The 1980 United States Senate election in Illinois was held on November 4, 1980. Incumbent Democrat U.S. Senator Adlai Stevenson III decided to retire. Democrat Alan J. Dixon won the open seat. Dixon won in a landslide victory, despite Republican presidential nominee Ronald Reagan carrying the state in the simultaneous presidential election comfortably.

==Background==
The primaries and general elections coincided with those for other federal offices (President and House), as well as those for state offices.

Incumbent Democrat Adlai Stevenson III opted not to seek reelection to a third-term. This was the first open-race for this senate seat since 1938.

Turnout in the primary elections was 35.36%, with a total of 2,026,814 votes cast.

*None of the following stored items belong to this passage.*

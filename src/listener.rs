//! Inbound channel listener - drains the delivery channel into waiters.

use crate::correlation::PendingRequests;
use crate::error::ListenerError;
use crate::runtime::Shutdown;
use async_trait::async_trait;
use serde::{Deserialize, Serialize};
use serde_json::json;
use std::collections::HashMap;
use std::sync::Arc;
use std::time::Duration;
use tokio::sync::{broadcast, mpsc, Mutex};
use tokio::task::JoinHandle;

/// Attribute names carried by every reply on the queue.
pub mod attributes {
    pub const APP_ID: &str = "appId";
    pub const REQUEST_ID: &str = "id";
}

/// A reply from the wallet. Read only; the channel owns delivery.
#[derive(Debug, Clone, PartialEq, Eq, Serialize, Deserialize)]
#[serde(rename_all = "camelCase")]
pub struct InboundMessage {
    pub app_id: String,
    pub request_id: String,
    pub body: String,
}

impl InboundMessage {
    pub fn new(app_id: impl Into<String>, request_id: impl Into<String>, body: impl Into<String>) -> Self {
        Self { app_id: app_id.into(), request_id: request_id.into(), body: body.into() }
    }

    /// Build from a queue attribute map; both `appId` and `id` are required.
    pub fn from_attributes(attrs: &HashMap<String, String>, body: impl Into<String>) -> Result<Self, ListenerError> {
        let get = |key: &str| {
            attrs
                .get(key)
                .cloned()
                .ok_or_else(|| ListenerError::Malformed(format!("missing attribute {key}")))
        };
        Ok(Self { app_id: get(attributes::APP_ID)?, request_id: get(attributes::REQUEST_ID)?, body: body.into() })
    }
}

/// Asynchronous delivery channel carrying wallet replies.
#[async_trait]
pub trait DeliveryChannel: Send + Sync {
    /// Next message; `Ok(None)` once the channel is closed for good.
    async fn recv(&self) -> Result<Option<InboundMessage>, ListenerError>;
}

/// In-process delivery channel.
pub struct MemoryChannel {
    rx: Mutex<mpsc::UnboundedReceiver<Result<InboundMessage, ListenerError>>>,
}

/// Producer side of a [`MemoryChannel`].
#[derive(Clone)]
pub struct MemorySender {
    tx: mpsc::UnboundedSender<Result<InboundMessage, ListenerError>>,
}

impl MemoryChannel {
    pub fn new() -> (MemorySender, Self) {
        let (tx, rx) = mpsc::unbounded_channel();
        (MemorySender { tx }, Self { rx: Mutex::new(rx) })
    }
}

impl MemorySender {
    pub fn deliver(&self, message: InboundMessage) -> bool {
        self.tx.send(Ok(message)).is_ok()
    }

    /// Inject a transport failure, as a flaky queue would.
    pub fn fail(&self, err: ListenerError) -> bool {
        self.tx.send(Err(err)).is_ok()
    }
}

#[async_trait]
impl DeliveryChannel for MemoryChannel {
    async fn recv(&self) -> Result<Option<InboundMessage>, ListenerError> {
        match self.rx.lock().await.recv().await {
            Some(Ok(message)) => Ok(Some(message)),
            Some(Err(err)) => Err(err),
            None => Ok(None),
        }
    }
}

/// Listener wiring: what to drain, whom it belongs to, where errors go.
pub struct Listener {
    pub channel: Arc<dyn DeliveryChannel>,
    pub app_id: String,
    pub pending: Arc<PendingRequests>,
    pub errors: broadcast::Sender<ListenerError>,
    pub shutdown: Shutdown,
    pub backoff: Duration,
}

impl Listener {
    pub fn spawn(self) -> JoinHandle<()> {
        tokio::spawn(self.run())
    }

    pub async fn run(self) {
        let mut stop = self.shutdown.subscribe();
        if self.shutdown.is_triggered() {
            return;
        }
        tracing::info!(app_id = %self.app_id, "listener started");
        loop {
            let next = tokio::select! {
                _ = stop.recv() => break,
                next = self.channel.recv() => next,
            };
            match next {
                Ok(Some(message)) => self.route(message),
                Ok(None) => {
                    tracing::info!("delivery channel closed");
                    break;
                }
                Err(err) => {
                    tracing::warn!(error = %err, "delivery channel error");
                    let _ = self.errors.send(err);
                    tokio::select! {
                        _ = stop.recv() => break,
                        _ = tokio::time::sleep(self.backoff) => {}
                    }
                }
            }
        }
        tracing::info!(app_id = %self.app_id, "listener stopped");
    }

    fn route(&self, message: InboundMessage) {
        if message.app_id != self.app_id {
            tracing::trace!(app_id = %message.app_id, "message for another client");
            return;
        }
        let payload = json!({ "result": message.body });
        if self.pending.resolve(&message.request_id, payload) {
            tracing::debug!(id = %message.request_id, "request resolved");
        } else {
            tracing::debug!(id = %message.request_id, "no waiter for reply");
        }
    }
}

#[cfg(test)]
mod tests {
    use super::*;

    struct Harness {
        sender: MemorySender,
        pending: Arc<PendingRequests>,
        errors: broadcast::Receiver<ListenerError>,
        shutdown: Shutdown,
        handle: JoinHandle<()>,
    }

    fn start() -> Harness {
        let (sender, channel) = MemoryChannel::new();
        let pending = PendingRequests::new();
        let (errors_tx, errors) = broadcast::channel(8);
        let shutdown = Shutdown::new();
        let handle = Listener {
            channel: Arc::new(channel),
            app_id: "me".into(),
            pending: pending.clone(),
            errors: errors_tx,
            shutdown: shutdown.clone(),
            backoff: Duration::from_millis(1),
        }
        .spawn();
        Harness { sender, pending, errors, shutdown, handle }
    }

    #[test]
    fn message_from_attributes() {
        let mut attrs = HashMap::new();
        attrs.insert("appId".to_string(), "me".to_string());
        attrs.insert("id".to_string(), "3".to_string());
        let msg = InboundMessage::from_attributes(&attrs, "sig").unwrap();
        assert_eq!(msg, InboundMessage::new("me", "3", "sig"));

        attrs.remove("id");
        assert!(matches!(
            InboundMessage::from_attributes(&attrs, "sig"),
            Err(ListenerError::Malformed(_))
        ));
    }

    #[tokio::test]
    async fn routes_matching_messages() {
        let h = start();
        let waiter = h.pending.register("1");
        h.sender.deliver(InboundMessage::new("me", "1", "signed"));
        let reply = waiter.wait(Some(Duration::from_secs(1))).await.unwrap();
        assert_eq!(reply, json!({"result": "signed"}));
    }

    #[tokio::test]
    async fn foreign_app_messages_are_discarded() {
        let h = start();
        let waiter = h.pending.register("1");
        h.sender.deliver(InboundMessage::new("someone-else", "1", "stolen"));
        h.sender.deliver(InboundMessage::new("me", "1", "mine"));
        let reply = waiter.wait(Some(Duration::from_secs(1))).await.unwrap();
        assert_eq!(reply, json!({"result": "mine"}));
    }

    #[tokio::test]
    async fn errors_are_published_and_loop_survives() {
        let mut h = start();
        h.sender.fail(ListenerError::Transport("boom".into()));
        let err = tokio::time::timeout(Duration::from_secs(1), h.errors.recv()).await.unwrap().unwrap();
        assert_eq!(err.to_string(), "transport: boom");

        let waiter = h.pending.register("2");
        h.sender.deliver(InboundMessage::new("me", "2", "after"));
        assert!(waiter.wait(Some(Duration::from_secs(1))).await.is_ok());
        assert!(!h.handle.is_finished());
    }

    #[tokio::test]
    async fn shutdown_stops_the_loop() {
        let h = start();
        h.shutdown.trigger();
        tokio::time::timeout(Duration::from_secs(1), h.handle).await.unwrap().unwrap();
    }

    #[tokio::test]
    async fn closed_channel_stops_the_loop() {
        let h = start();
        drop(h.sender);
        tokio::time::timeout(Duration::from_secs(1), h.handle).await.unwrap().unwrap();
    }
}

Turnout during the general election was 73.51%, with 4,579,933 votes cast.

== Democratic primary ==
Alan J. Dixon overwhelmingly won the Democratic primary.

===Candidates===
- Alan J. Dixon, Illinois Secretary of State
- Anthony R. Martin-Trigona, candidate for U.S. senator in 1978
- Alex Seith, Democratic nominee for U.S. senator in 1978
- Robert Ash Wallace, businessman and chairman of the board of PSM International Corporation
- Dakin Williams, prosecutor and perennial candidate

===Campaign===
Alex Seith, who had won the Democratic nomination for Senator two years earlier, almost winning the 1978 race in what would have been a major upset, laid hopes of capturing the nomination again.

Anthony R. Martin-Trigona, a political activist who had unsuccessfully sought the nomination for senate in 1978, again ran for the nomination.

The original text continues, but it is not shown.